Depois da derrota de Donald Trump e a galopante reorientação na política externa dos EUA de Biden, caminhando para a retomada dos acordos globais e do multilateralismo (sem abrir mão da presença e da prepotência imperial e militar), o MRE de Araújo e Bolsonaro ficam ainda mais na berlinda. O chanceler blogueiro (é editor da publicação metapoliticabrasil, uma coletânea de absurdos e chavões da nova extrema direita) afirmou em setembro que “é bom ser pária” (https://www.correiobraziliense.com.br/politica/2020/10/4884035-se-falar-em-liberdade-nos-faz-paria-internacional-que-sejamos-esse-paria-diz-ernesto-araujo.html) se este for o preço de “falar de liberdade através do mundo”. Curiosa “liberdade” a posição do ministro que defende “a cristandade” imaginária e aplaude o genocídio e apartheid israelense contra a população palestina, incluindo os mais de 11% de famílias de credos cristãos do oriente (considerando a diáspora em todas as suas fases).
A mesma “liberdade” de Trump que promove o bloqueio econômico contra Cuba, Venezuela e Irã. Ainda nesta “lógica”, tenta afirmar a anexação no Acordo do Século, ou a normalização da barbárie nos chamados Acordos de Abraão com o estabelecimento das relações de Emirados Árabes Unidos e Bahrein com o Apartheid israelense. Araújo é capaz de elogiar tudo isso, além de escrever sandices ou reforçar posições mentirosas como as de Pompeo sobre o Irã e o salafismo, reproduzindo roteiro de filme. O mesmo cinismo que esconde o fato de que os aliados dos EUA (Arábia Saudita) e de Israel (Emirados Árabes Unidos), formam uma coalizão junto da Al Qaeda na Península Arábica atuando em conjunto na guerra do Iêmen.
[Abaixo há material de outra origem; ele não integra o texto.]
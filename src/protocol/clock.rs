//! Monotonic clock abstraction for the query poll loop.
//!
//! The engine measures elapsed time and waits between polls only through
//! [`Clock`], so timeouts can be exercised deterministically with
//! [`ManualClock`].

use async_trait::async_trait;
use parking_lot::Mutex;
use std::sync::Arc;
use std::time::Duration;

/// Source of monotonic time plus the ability to wait on it.
#[async_trait]
pub trait Clock: Send + Sync {
    /// Time elapsed since an arbitrary, fixed origin.
    fn now(&self) -> Duration;

    /// Wait for `duration` of this clock's time.
    async fn sleep(&self, duration: Duration);
}

/// Real time provider using Tokio's time facilities.
#[derive(Debug, Clone)]
pub struct TokioClock {
    origin: tokio::time::Instant,
}

impl TokioClock {
    /// Clock starting its count now.
    pub fn new() -> Self {
        Self {
            origin: tokio::time::Instant::now(),
        }
    }
}

impl Default for TokioClock {
    fn default() -> Self {
        Self::new()
    }
}

#[async_trait]
impl Clock for TokioClock {
    fn now(&self) -> Duration {
        self.origin.elapsed()
    }

    async fn sleep(&self, duration: Duration) {
        tokio::time::sleep(duration).await;
    }
}

/// Clock that only moves when slept on or advanced by hand.
///
/// Clones share the same time, so a test can keep a handle while the engine
/// owns another.
#[derive(Debug, Clone, Default)]
pub struct ManualClock {
    now: Arc<Mutex<Duration>>,
}

impl ManualClock {
    /// Clock frozen at zero until advanced.
    pub fn new() -> Self {
        Self::default()
    }

    /// Move time forward without sleeping.
    pub fn advance(&self, duration: Duration) {
        *self.now.lock() += duration;
    }
}

#[async_trait]
impl Clock for ManualClock {
    fn now(&self) -> Duration {
        *self.now.lock()
    }

    async fn sleep(&self, duration: Duration) {
        self.advance(duration);
    }
}
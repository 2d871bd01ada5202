//! Ensemble driver
//!
//! Walks matched directories of thickness and bed elevation files, one file
//! per model run, and assembles a single sea level contribution series per
//! run. Pairing is purely by lexicographic sort order within each directory;
//! it is the caller's responsibility to name files so that the sort is
//! meaningful. Any failing run aborts the whole ensemble; no partial output
//! is produced.

use crate::basin::{timeseries_by_basin, BasinMask};
use crate::config::SlcConfig;
use crate::dataset::DatasetStore;
use crate::errors::{SlcError, SlcResult};
use crate::field::{concat_new_axis, GriddedField};
use crate::naming::NameNormalizer;
use crate::slc::compute_slc;
use log::info;
use ndarray::Array1;
use std::path::Path;

fn display_name(path: &Path) -> String {
    path.file_name()
        .map(|n| n.to_string_lossy().into_owned())
        .unwrap_or_else(|| path.display().to_string())
}

/// Compute the sea level contribution of every run in an ensemble.
///
/// Lists the two directories through the store, pairs files by sort order,
/// normalizes names, extracts the `thickness` and `Z_base` variables and
/// runs the SLC engine per pair. With a basin mask the per-run series is
/// resolved by basin (`{run, time, basin}`); without one the grid is summed
/// over space (`{run, time}`). The `run` coordinate is 1-based in processed
/// order.
///
/// Fails before any computation if the directories hold different numbers of
/// files; the mask is re-loaded each iteration, matching the reference
/// behaviour.
pub fn run_ensemble<S: DatasetStore>(
    store: &S,
    thickness_dir: &Path,
    bed_elevation_dir: &Path,
    basin_mask: Option<&Path>,
    config: &SlcConfig,
) -> SlcResult<GriddedField> {
    let thickness_files = store.list(thickness_dir)?;
    let bed_files = store.list(bed_elevation_dir)?;

    if thickness_files.len() != bed_files.len() {
        return Err(SlcError::CountMismatch {
            thickness: thickness_files.len(),
            bed_elevation: bed_files.len(),
        });
    }

    let normalizer = NameNormalizer::default();
    let mut series = Vec::with_capacity(thickness_files.len());
    for (thickness_file, bed_file) in thickness_files.iter().zip(&bed_files) {
        info!(
            "{:<60} {}",
            display_name(thickness_file),
            display_name(bed_file)
        );

        let mut thickness_ds = store.open(thickness_file)?;
        normalizer.normalize(&mut thickness_ds);
        let thickness = thickness_ds.extract("thickness")?;

        let mut bed_ds = store.open(bed_file)?;
        normalizer.normalize(&mut bed_ds);
        let bed = bed_ds.extract("Z_base")?;

        let slc_grid = compute_slc(&thickness, &bed, config)?;

        let run_series = match basin_mask {
            Some(mask_path) => {
                let mut mask_ds = store.open(mask_path)?;
                normalizer.normalize(&mut mask_ds);
                let mask = BasinMask::new(mask_ds.extract("basin")?)?;
                timeseries_by_basin(&slc_grid, &mask)?
            }
            None => slc_grid.sum_over(&["x", "y"]),
        };
        series.push(run_series);
    }

    let run_labels: Array1<f64> = (1..=series.len()).map(|r| r as f64).collect();
    concat_new_axis("run", run_labels, &series)
}
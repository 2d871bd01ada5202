//! Datasets and the store seam
//!
//! A [`Dataset`] is an ordered collection of named [`GriddedField`] variables,
//! the in-memory image of one run's input file. The on-disk container format,
//! coordinate decoding and file globbing belong to a collaborator I/O layer
//! behind the [`DatasetStore`] trait; [`MemoryStore`] is the implementation
//! used in tests.

use crate::errors::{SlcError, SlcResult};
use crate::field::GriddedField;
use serde::{Deserialize, Serialize};
use std::collections::BTreeMap;
use std::path::{Path, PathBuf};

/// A named collection of gridded variables.
#[derive(Debug, Clone, Default, PartialEq, Serialize, Deserialize)]
pub struct Dataset {
    variables: Vec<GriddedField>,
}

impl Dataset {
    pub fn new() -> Self {
        Self::default()
    }

    /// Add a variable to the dataset.
    ///
    /// Panics if a variable with the same name already exists.
    pub fn add_variable(&mut self, field: GriddedField) {
        assert!(
            self.get(field.name()).is_none(),
            "variable {} already exists",
            field.name()
        );
        self.variables.push(field);
    }

    pub fn get(&self, name: &str) -> Option<&GriddedField> {
        self.variables.iter().find(|f| f.name() == name)
    }

    /// Clone a variable out of the dataset, failing if it is absent.
    pub fn extract(&self, name: &str) -> SlcResult<GriddedField> {
        self.get(name)
            .cloned()
            .ok_or_else(|| SlcError::VariableNotFound {
                name: name.to_string(),
            })
    }

    /// Whether `name` occurs as a variable name or as an axis of any variable.
    pub fn contains_name(&self, name: &str) -> bool {
        self.variables
            .iter()
            .any(|f| f.name() == name || f.has_dim(name))
    }

    /// Rename a variable and/or axis throughout the dataset.
    pub fn rename(&mut self, from: &str, to: &str) {
        for field in &mut self.variables {
            if field.name() == from {
                field.rename(to);
            }
            field.rename_dim(from, to);
        }
    }

    pub fn iter(&self) -> impl Iterator<Item = &GriddedField> {
        self.variables.iter()
    }
}

/// The collaborator seam to persisted gridded data.
///
/// Implementations own the container format; the core only relies on
/// `list` returning lexicographically sorted paths with a netCDF-like
/// extension, and `open` producing a [`Dataset`] promptly or failing.
pub trait DatasetStore {
    /// All dataset paths directly under `dir`, sorted lexicographically.
    fn list(&self, dir: &Path) -> SlcResult<Vec<PathBuf>>;

    /// Load the dataset at `path`.
    fn open(&self, path: &Path) -> SlcResult<Dataset>;
}

/// An in-memory store keyed by path, for tests and small pipelines.
#[derive(Debug, Clone, Default)]
pub struct MemoryStore {
    entries: BTreeMap<PathBuf, Dataset>,
}

impl MemoryStore {
    pub fn new() -> Self {
        Self::default()
    }

    pub fn insert(&mut self, path: impl Into<PathBuf>, dataset: Dataset) {
        self.entries.insert(path.into(), dataset);
    }
}

impl DatasetStore for MemoryStore {
    fn list(&self, dir: &Path) -> SlcResult<Vec<PathBuf>> {
        // BTreeMap iteration order gives the lexicographic sort
        Ok(self
            .entries
            .keys()
            .filter(|path| {
                path.parent() == Some(dir)
                    && path.extension().map(|e| e == "nc").unwrap_or(false)
            })
            .cloned()
            .collect())
    }

    fn open(&self, path: &Path) -> SlcResult<Dataset> {
        self.entries
            .get(path)
            .cloned()
            .ok_or_else(|| SlcError::Error(format!("no dataset at {}", path.display())))
    }
}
É praticamente impossível manter a posição de isolamento e elogio da extrema direita mundial através do Ministério das Relações Exteriores do Brasil. Ernesto Araújo tinha em Mike Pompeo seu ídolo e referente tal como Bolsonaro adulava Donald Trump. A tendência é que a distopia do desastroso chanceler brasileiro se realize, encarnando ele mesmo a condição de porta-voz mundial do país que se tornou um pária por vontade própria.
Este artigo originalmente publicado no Monitor do Oriente Médio (www.monitordooriente.com)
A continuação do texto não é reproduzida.